Well first off, Fitzpatrick’s writing is incredible. What an effective setting-the-scene. And filtered through Tim’s teenage-boy voice, this opening is damn near perfect.
“The reformed bad boy” can so easily become a cliche. Tim is not a cliche. He’s an actual person, and it’s so refreshing. He’s also incredibly real. The author has clearly spent a good amount of time around teenage boys, or else was one in a past life. Tim actually reminded me of specific boys I have known throughout my life. Terribly flawed, but trying so hard to do the right thing. It’s very easy to fall in love with Tim.
Then there’s Alice. I liked her a little less, mostly because the author didn’t entirely pull off lifting her out of cliche-land the way she did Tim. “Beautiful man-eating tough girl” she still was. Also her voice was too similar to Tim’s.

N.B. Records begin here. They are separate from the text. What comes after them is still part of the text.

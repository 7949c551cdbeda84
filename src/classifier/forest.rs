//! Random-forest classifier artifact stored as JSON
//!
//! ```json
//! { "n_features": 16, "classes": [0, 1],
//!   "trees": [ { "nodes": [
//!       { "feature": 4, "threshold": 0.5, "left": 1, "right": 2 },
//!       { "value": [10.0, 2.0] },
//!       { "value": [1.0, 7.0] } ] } ] }
//! ```
//!
//! A split sends `x[feature] <= threshold` left. Each tree votes with its
//! leaf's class distribution normalized to 1; the forest averages the votes.

use super::Classifier;
use crate::error::ModelError;
use crate::models::{FEATURE_LEN, FeatureVector};
use serde::{Deserialize, Serialize};
use std::path::Path;
use tracing::info;

/// One node of a decision tree
#[derive(Debug, Clone, PartialEq, Serialize, Deserialize)]
#[serde(untagged)]
pub enum Node {
    /// Internal node
    Split {
        /// Feature index compared at this node
        feature: usize,
        /// Values `<=` this go left
        threshold: f64,
        /// Index of the left child
        left: usize,
        /// Index of the right child
        right: usize,
    },
    /// Terminal node with per-class weights (counts or fractions)
    Leaf {
        /// Class weights aligned with the model's class list
        value: Vec<f64>,
    },
}

/// Decision tree with the root at index 0
#[derive(Debug, Clone, PartialEq, Serialize, Deserialize)]
pub struct Tree {
    /// Nodes in parent-before-child order
    pub nodes: Vec<Node>,
}

impl Tree {
    fn leaf(&self, features: &[f64]) -> &[f64] {
        let mut idx = 0;
        // Validation guarantees children are in range and strictly after
        // their parent, so this terminates.
        loop {
            match &self.nodes[idx] {
                Node::Split {
                    feature,
                    threshold,
                    left,
                    right,
                } => {
                    idx = if features[*feature] <= *threshold {
                        *left
                    } else {
                        *right
                    };
                }
                Node::Leaf { value } => return value,
            }
        }
    }
}

/// Ensemble of decision trees
#[derive(Debug, Clone, PartialEq, Serialize, Deserialize)]
pub struct ForestModel {
    n_features: usize,
    classes: Vec<i64>,
    trees: Vec<Tree>,
}

impl ForestModel {
    /// Build and validate a model from parts
    pub fn new(n_features: usize, classes: Vec<i64>, trees: Vec<Tree>) -> Result<Self, ModelError> {
        let model = Self {
            n_features,
            classes,
            trees,
        };
        model.validate()?;
        Ok(model)
    }

    /// Parse and validate a JSON model
    pub fn from_json(json: &str) -> Result<Self, ModelError> {
        let model: ForestModel = serde_json::from_str(json)?;
        model.validate()?;
        Ok(model)
    }

    /// Load and validate a JSON model file
    pub fn load<P: AsRef<Path>>(path: P) -> Result<Self, ModelError> {
        let path = path.as_ref();
        let json = std::fs::read_to_string(path)?;
        let model = Self::from_json(&json)?;
        info!(
            path = %path.display(),
            trees = model.tree_count(),
            classes = ?model.classes,
            "loaded forest model"
        );
        Ok(model)
    }

    /// Serialize to JSON
    pub fn to_json(&self) -> Result<String, ModelError> {
        Ok(serde_json::to_string(self)?)
    }

    /// Number of trees
    pub fn tree_count(&self) -> usize {
        self.trees.len()
    }

    fn validate(&self) -> Result<(), ModelError> {
        if self.n_features != FEATURE_LEN {
            return Err(ModelError::Invalid(format!(
                "model expects {} features, extractor produces {}",
                self.n_features, FEATURE_LEN
            )));
        }
        if self.classes.is_empty() {
            return Err(ModelError::Invalid("model has no classes".into()));
        }
        if self.trees.is_empty() {
            return Err(ModelError::Invalid("model has no trees".into()));
        }

        for (t, tree) in self.trees.iter().enumerate() {
            if tree.nodes.is_empty() {
                return Err(ModelError::Invalid(format!("tree {t} has no nodes")));
            }
            for (i, node) in tree.nodes.iter().enumerate() {
                match node {
                    Node::Split {
                        feature,
                        threshold,
                        left,
                        right,
                    } => {
                        if *feature >= self.n_features {
                            return Err(ModelError::Invalid(format!(
                                "tree {t} node {i}: feature {feature} out of range"
                            )));
                        }
                        if threshold.is_nan() {
                            return Err(ModelError::Invalid(format!(
                                "tree {t} node {i}: threshold is NaN"
                            )));
                        }
                        for &child in [left, right] {
                            if child <= i || child >= tree.nodes.len() {
                                return Err(ModelError::Invalid(format!(
                                    "tree {t} node {i}: invalid child index {child}"
                                )));
                            }
                        }
                    }
                    Node::Leaf { value } => {
                        if value.len() != self.classes.len() {
                            return Err(ModelError::Invalid(format!(
                                "tree {t} node {i}: leaf has {} weights for {} classes",
                                value.len(),
                                self.classes.len()
                            )));
                        }
                        let total: f64 = value.iter().sum();
                        if value.iter().any(|v| !v.is_finite() || *v < 0.0) || total <= 0.0 {
                            return Err(ModelError::Invalid(format!(
                                "tree {t} node {i}: leaf weights must be non-negative with a positive sum"
                            )));
                        }
                    }
                }
            }
        }
        Ok(())
    }
}

impl Classifier for ForestModel {
    fn classes(&self) -> &[i64] {
        &self.classes
    }

    fn predict_probabilities(&self, features: &FeatureVector) -> Vec<f64> {
        let mut probabilities = vec![0.0; self.classes.len()];
        for tree in &self.trees {
            let leaf = tree.leaf(features.as_slice());
            let total: f64 = leaf.iter().sum();
            for (p, &w) in probabilities.iter_mut().zip(leaf) {
                *p += w / total;
            }
        }

        let n = self.trees.len() as f64;
        for p in &mut probabilities {
            *p /= n;
        }
        probabilities
    }
}
//! qr_recapture - tell original QR photographs from recaptured ones
//!
//! Recapturing (photographing a screen or print of a QR photo) degrades the
//! bright regions of the code. This crate summarizes those regions in a
//! fixed 16-entry feature vector and hands it to a trained classifier.
//!
//! ```
//! use qr_recapture::{ColorImage, FeatureExtractor};
//!
//! let image = ColorImage::filled(64, 64, [255, 255, 255]).unwrap();
//! let features = FeatureExtractor::with_white_threshold(200).extract(&image);
//! assert_eq!(features.white_ratio(), 1.0);
//! ```

#![warn(missing_docs)]
#![allow(clippy::missing_docs_in_private_items)]

/// Classifier trait, label mapping and the JSON forest artifact
pub mod classifier;
/// Extraction settings and environment overrides
pub mod config;
/// Error types for every stage
pub mod error;
/// White-region feature extraction
pub mod features;
/// Tracing subscriber setup for binaries
pub mod logger;
/// Core data structures (ColorImage, FeatureVector, Classification, etc.)
pub mod models;
/// End-to-end decode, extract and classify
pub mod pipeline;
/// Image decoding and dataset helpers
pub mod tools;
/// Utility functions (luminance, masking, LBP, statistics)
pub mod utils;

pub use classifier::{ClassificationAdapter, Classifier, ForestModel};
pub use config::{DEFAULT_WHITE_THRESHOLD, ExtractorConfig};
pub use error::{
    ClassifierError, ClassifyError, DecodeError, InvalidImageError, ModelError, PipelineError,
};
pub use features::{FeatureExtractor, extract_features};
pub use models::{ChannelOrder, Classification, ColorImage, FEATURE_LEN, FeatureVector, Label};
pub use pipeline::{BatchItem, BatchSummary, Pipeline};

/// Extract features from a raw RGB buffer with the default configuration
///
/// # Arguments
/// * `rgb` - Raw RGB bytes (3 bytes per pixel)
/// * `width` - Image width in pixels
/// * `height` - Image height in pixels
///
/// # Returns
/// The feature vector, or an error if the buffer does not describe a
/// non-empty 3-channel image
pub fn extract(rgb: &[u8], width: usize, height: usize) -> Result<FeatureVector, InvalidImageError> {
    FeatureExtractor::default().extract_raw(rgb, width, height, ChannelOrder::Rgb)
}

But I didn’t hate her, and I loved reading their story unfold. Slow-burn sexual tension: check. (Though I do wish we got a little more of Alice’s thought-process on the matter. Her feelings for him seemed to turn around awfully quickly.) Lovely, realistic end-of-summer setting: check. Appropriate reactions to situations: check. A lively cast of supporting, realistic characters (including a big family! I love big families): check.
The storyline was rather predictable, including the “twist” at the climax, and where the little problematic plot point was going to end up, but I didn’t really care all that much. Because I was enjoying the story so much.
Maybe thinking any one person can show up and give you all you need is as much of a delusion as thinking you can find truth in a bottle. Maybe you can just mind what you need in little pieces, in people who show up for one crucial moment–or a whole chain of them–even if they can’t solve it all. Maybe this is the secret of big families, like the Garretts … and like AA. People’s strengths can take their turn. There can be more of us than there is trouble.
Solid 8/10. Read it!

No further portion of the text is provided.